Direktur Utama BTN Nixon LP Napitupulu mengatakan kebijakan yang diambil perseroan merupakan respon dari arahan Bank Indonesia (BI) yang memangkas suku bunga acuan menjadi 3,5 persen pada Februari lalu.

“Kami berharap penurunan bunga kredit BTN bisa mendorong permintaan perumahan yang menjadi produk andalan kami,” katanya seperti yang dilansir dari Kontan belum lama ini.

Menurut Nixon, sektor perumahan dianggap mempunyai efek berganda hingga kepada 174 sektor lain. Untuk itu, BTN sebagai bank dengan spesialisasi properti dinilai bisa memberikan dampak positif atas penyesuaian interest sebagaimana yang telah ditetapkan oleh BI.

Dalam catatan Nixon, potongan kredit pemilikan rumah (KPR) menjadi yang paling besar dengan 270 bps.

Diikuti kemudian segmen korporasi lewat suku bunga dasar kredit (SBDK) yang turun 190 bps dari 9,9 persen pada Desember 2020 menjadi 8 persen pada Februari 2021.

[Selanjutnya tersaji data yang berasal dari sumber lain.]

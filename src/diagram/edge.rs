//! Diagram-level Voronoi edges
//!
//! Each edge is the perpendicular bisector of a Delaunay site pair, stored as
//! the line `a*x + b*y = c` together with its (possibly missing) endpoint
//! vertices and, after clipping, its bounded endpoint pair.

use glam::DVec2;

use crate::geom::Rect;

/// Orientation tag distinguishing the two ends/sides of an edge.
#[derive(Debug, Clone, Copy, PartialEq, Eq)]
pub enum Lr {
    Left,
    Right,
}

impl Lr {
    #[inline]
    pub fn other(self) -> Lr {
        match self {
            Lr::Left => Lr::Right,
            Lr::Right => Lr::Left,
        }
    }

    #[inline]
    fn idx(self) -> usize {
        match self {
            Lr::Left => 0,
            Lr::Right => 1,
        }
    }
}

/// A Voronoi edge: the bisector between two sites, dual to a Delaunay edge.
///
/// The left/right vertices are circumcenters produced by circle events; a
/// missing vertex means the edge is unbounded on that side (the "at
/// infinity" case). The line equation keeps enough direction information to
/// extend unbounded edges to the plot rectangle during clipping.
#[derive(Debug, Clone)]
pub struct Edge {
    pub index: usize,
    /// Line equation coefficients for `a*x + b*y = c`, normalized so that
    /// the dominant coefficient is 1.0.
    pub a: f64,
    pub b: f64,
    pub c: f64,
    /// Site on the left of the bisector (a Delaunay endpoint).
    pub left_site: usize,
    /// Site on the right of the bisector.
    pub right_site: usize,
    pub left_vertex: Option<usize>,
    pub right_vertex: Option<usize>,
    /// Endpoints after clipping to the plot bounds, indexed `[left, right]`.
    /// `None` means the edge lies entirely outside the bounds.
    clipped: Option<[DVec2; 2]>,
}

impl Edge {
    /// Create the bisecting edge between two sites.
    ///
    /// The line is normalized by the dominant delta axis so that either
    /// `a == 1.0` or `b == 1.0`, which the beach-line predicate relies on.
    pub fn bisecting(index: usize, site0: usize, p0: DVec2, site1: usize, p1: DVec2) -> Edge {
        let dx = p1.x - p0.x;
        let dy = p1.y - p0.y;
        let mut c = p0.x * dx + p0.y * dy + (dx * dx + dy * dy) * 0.5;
        let (a, b);
        if dx.abs() > dy.abs() {
            a = 1.0;
            b = dy / dx;
            c /= dx;
        } else {
            b = 1.0;
            a = dx / dy;
            c /= dy;
        }
        Edge {
            index,
            a,
            b,
            c,
            left_site: site0,
            right_site: site1,
            left_vertex: None,
            right_vertex: None,
            clipped: None,
        }
    }

    #[inline]
    pub fn site(&self, lr: Lr) -> usize {
        match lr {
            Lr::Left => self.left_site,
            Lr::Right => self.right_site,
        }
    }

    #[inline]
    pub fn vertex(&self, lr: Lr) -> Option<usize> {
        match lr {
            Lr::Left => self.left_vertex,
            Lr::Right => self.right_vertex,
        }
    }

    pub fn set_vertex(&mut self, lr: Lr, vertex: usize) {
        match lr {
            Lr::Left => self.left_vertex = Some(vertex),
            Lr::Right => self.right_vertex = Some(vertex),
        }
    }

    /// Whether any part of the edge survived clipping.
    #[inline]
    pub fn visible(&self) -> bool {
        self.clipped.is_some()
    }

    /// Clipped endpoint for the given orientation, if the edge is visible.
    #[inline]
    pub fn clipped_end(&self, lr: Lr) -> Option<DVec2> {
        self.clipped.map(|ends| ends[lr.idx()])
    }

    /// Clip the edge to `bounds`, extending unbounded ends along the line.
    ///
    /// On success the clipped endpoint pair is stored keyed by orientation;
    /// an edge entirely outside the bounds stays invisible.
    pub fn clip_to_bounds(&mut self, vertices: &[DVec2], bounds: &Rect) {
        let xmin = bounds.left();
        let ymin = bounds.top();
        let xmax = bounds.right();
        let ymax = bounds.bottom();

        let left = self.left_vertex.map(|v| vertices[v]);
        let right = self.right_vertex.map(|v| vertices[v]);

        // Orient the traversal so coordinate 0 grows toward coordinate 1.
        let (vertex0, vertex1, zero_is_left) = if self.a == 1.0 && self.b >= 0.0 {
            (right, left, false)
        } else {
            (left, right, true)
        };

        let (x0, y0, x1, y1);
        if self.a == 1.0 {
            let mut py0 = ymin;
            if let Some(v0) = vertex0 {
                if v0.y > ymin {
                    py0 = v0.y;
                }
            }
            if py0 > ymax {
                return;
            }
            let mut px0 = self.c - self.b * py0;

            let mut py1 = ymax;
            if let Some(v1) = vertex1 {
                if v1.y < ymax {
                    py1 = v1.y;
                }
            }
            if py1 < ymin {
                return;
            }
            let mut px1 = self.c - self.b * py1;

            if (px0 > xmax && px1 > xmax) || (px0 < xmin && px1 < xmin) {
                return;
            }
            if px0 > xmax {
                px0 = xmax;
                py0 = (self.c - px0) / self.b;
            } else if px0 < xmin {
                px0 = xmin;
                py0 = (self.c - px0) / self.b;
            }
            if px1 > xmax {
                px1 = xmax;
                py1 = (self.c - px1) / self.b;
            } else if px1 < xmin {
                px1 = xmin;
                py1 = (self.c - px1) / self.b;
            }
            x0 = px0;
            y0 = py0;
            x1 = px1;
            y1 = py1;
        } else {
            let mut px0 = xmin;
            if let Some(v0) = vertex0 {
                if v0.x > xmin {
                    px0 = v0.x;
                }
            }
            if px0 > xmax {
                return;
            }
            let mut py0 = self.c - self.a * px0;

            let mut px1 = xmax;
            if let Some(v1) = vertex1 {
                if v1.x < xmax {
                    px1 = v1.x;
                }
            }
            if px1 < xmin {
                return;
            }
            let mut py1 = self.c - self.a * px1;

            if (py0 > ymax && py1 > ymax) || (py0 < ymin && py1 < ymin) {
                return;
            }
            if py0 > ymax {
                py0 = ymax;
                px0 = (self.c - py0) / self.a;
            } else if py0 < ymin {
                py0 = ymin;
                px0 = (self.c - py0) / self.a;
            }
            if py1 > ymax {
                py1 = ymax;
                px1 = (self.c - py1) / self.a;
            } else if py1 < ymin {
                py1 = ymin;
                px1 = (self.c - py1) / self.a;
            }
            x0 = px0;
            y0 = py0;
            x1 = px1;
            y1 = py1;
        }

        let p0 = DVec2::new(x0, y0);
        let p1 = DVec2::new(x1, y1);
        self.clipped = Some(if zero_is_left { [p0, p1] } else { [p1, p0] });
    }
}

#[cfg(test)]
mod tests {
    use super::*;

    #[test]
    fn test_bisecting_horizontal_pair() {
        // Sites side by side: the bisector is the vertical line x = 50.
        let e = Edge::bisecting(0, 0, DVec2::new(25.0, 50.0), 1, DVec2::new(75.0, 50.0));
        assert_eq!(e.a, 1.0);
        assert_eq!(e.b, 0.0);
        assert_eq!(e.c, 50.0);
    }

    #[test]
    fn test_bisecting_vertical_pair() {
        // Sites stacked: the bisector is the horizontal line y = 50.
        let e = Edge::bisecting(0, 0, DVec2::new(50.0, 25.0), 1, DVec2::new(50.0, 75.0));
        assert_eq!(e.b, 1.0);
        assert_eq!(e.a, 0.0);
        assert_eq!(e.c, 50.0);
    }

    #[test]
    fn test_clip_unbounded_edge() {
        let bounds = Rect::new(0.0, 0.0, 100.0, 100.0);
        let mut e = Edge::bisecting(0, 0, DVec2::new(25.0, 50.0), 1, DVec2::new(75.0, 50.0));
        // No vertices at all: the full line x = 50 crosses the rectangle.
        e.clip_to_bounds(&[], &bounds);
        assert!(e.visible());
        let ends = [
            e.clipped_end(Lr::Left).unwrap(),
            e.clipped_end(Lr::Right).unwrap(),
        ];
        for p in ends {
            assert_eq!(p.x, 50.0);
            assert!(p.y == 0.0 || p.y == 100.0);
        }
        assert_ne!(ends[0], ends[1]);
    }

    #[test]
    fn test_clip_edge_outside_bounds() {
        let bounds = Rect::new(0.0, 0.0, 100.0, 100.0);
        let mut e = Edge::bisecting(
            0,
            0,
            DVec2::new(250.0, 50.0),
            1,
            DVec2::new(350.0, 50.0),
        );
        // Bisector x = 300, entirely to the right of the bounds.
        e.clip_to_bounds(&[], &bounds);
        assert!(!e.visible());
        assert_eq!(e.clipped_end(Lr::Left), None);
    }

    #[test]
    fn test_clip_respects_vertices() {
        let bounds = Rect::new(0.0, 0.0, 100.0, 100.0);
        let vertices = vec![DVec2::new(50.0, 40.0)];
        let mut e = Edge::bisecting(0, 0, DVec2::new(25.0, 50.0), 1, DVec2::new(75.0, 50.0));
        e.set_vertex(Lr::Left, 0);
        e.clip_to_bounds(&vertices, &bounds);
        assert!(e.visible());
        let l = e.clipped_end(Lr::Left).unwrap();
        let r = e.clipped_end(Lr::Right).unwrap();
        // One end stays at the vertex, the other is extended to the boundary.
        assert!((l - DVec2::new(50.0, 40.0)).length() < 1e-9);
        assert!(r.y == 0.0 || r.y == 100.0);
    }
}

Lalu, di segmen kredit ritel turun 165 bps dari 9,9 persen pada Desember 2020 menjadi 8,25 persen pada Februari 2021.

Kemudian, kredit konsumsi terjadi penurunan SBDK hingga 270 bps dari 9,95 persen pada Desember 2020 menjadi 7,25 persen pada Februari 2021.

Adapun, SBDK non-KPR juga dipangkas sebesar 250 bps dari 11,25 persen pada Desember 2020 menjadi 8,75 persen di Februari 2021.

Terpisah, Menteri Koordinator Bidang Perekonomian Airlangga Hartarto meminta kalangan pelaku industri perbankan untuk segera mentransmisikan penurunan bunga BI.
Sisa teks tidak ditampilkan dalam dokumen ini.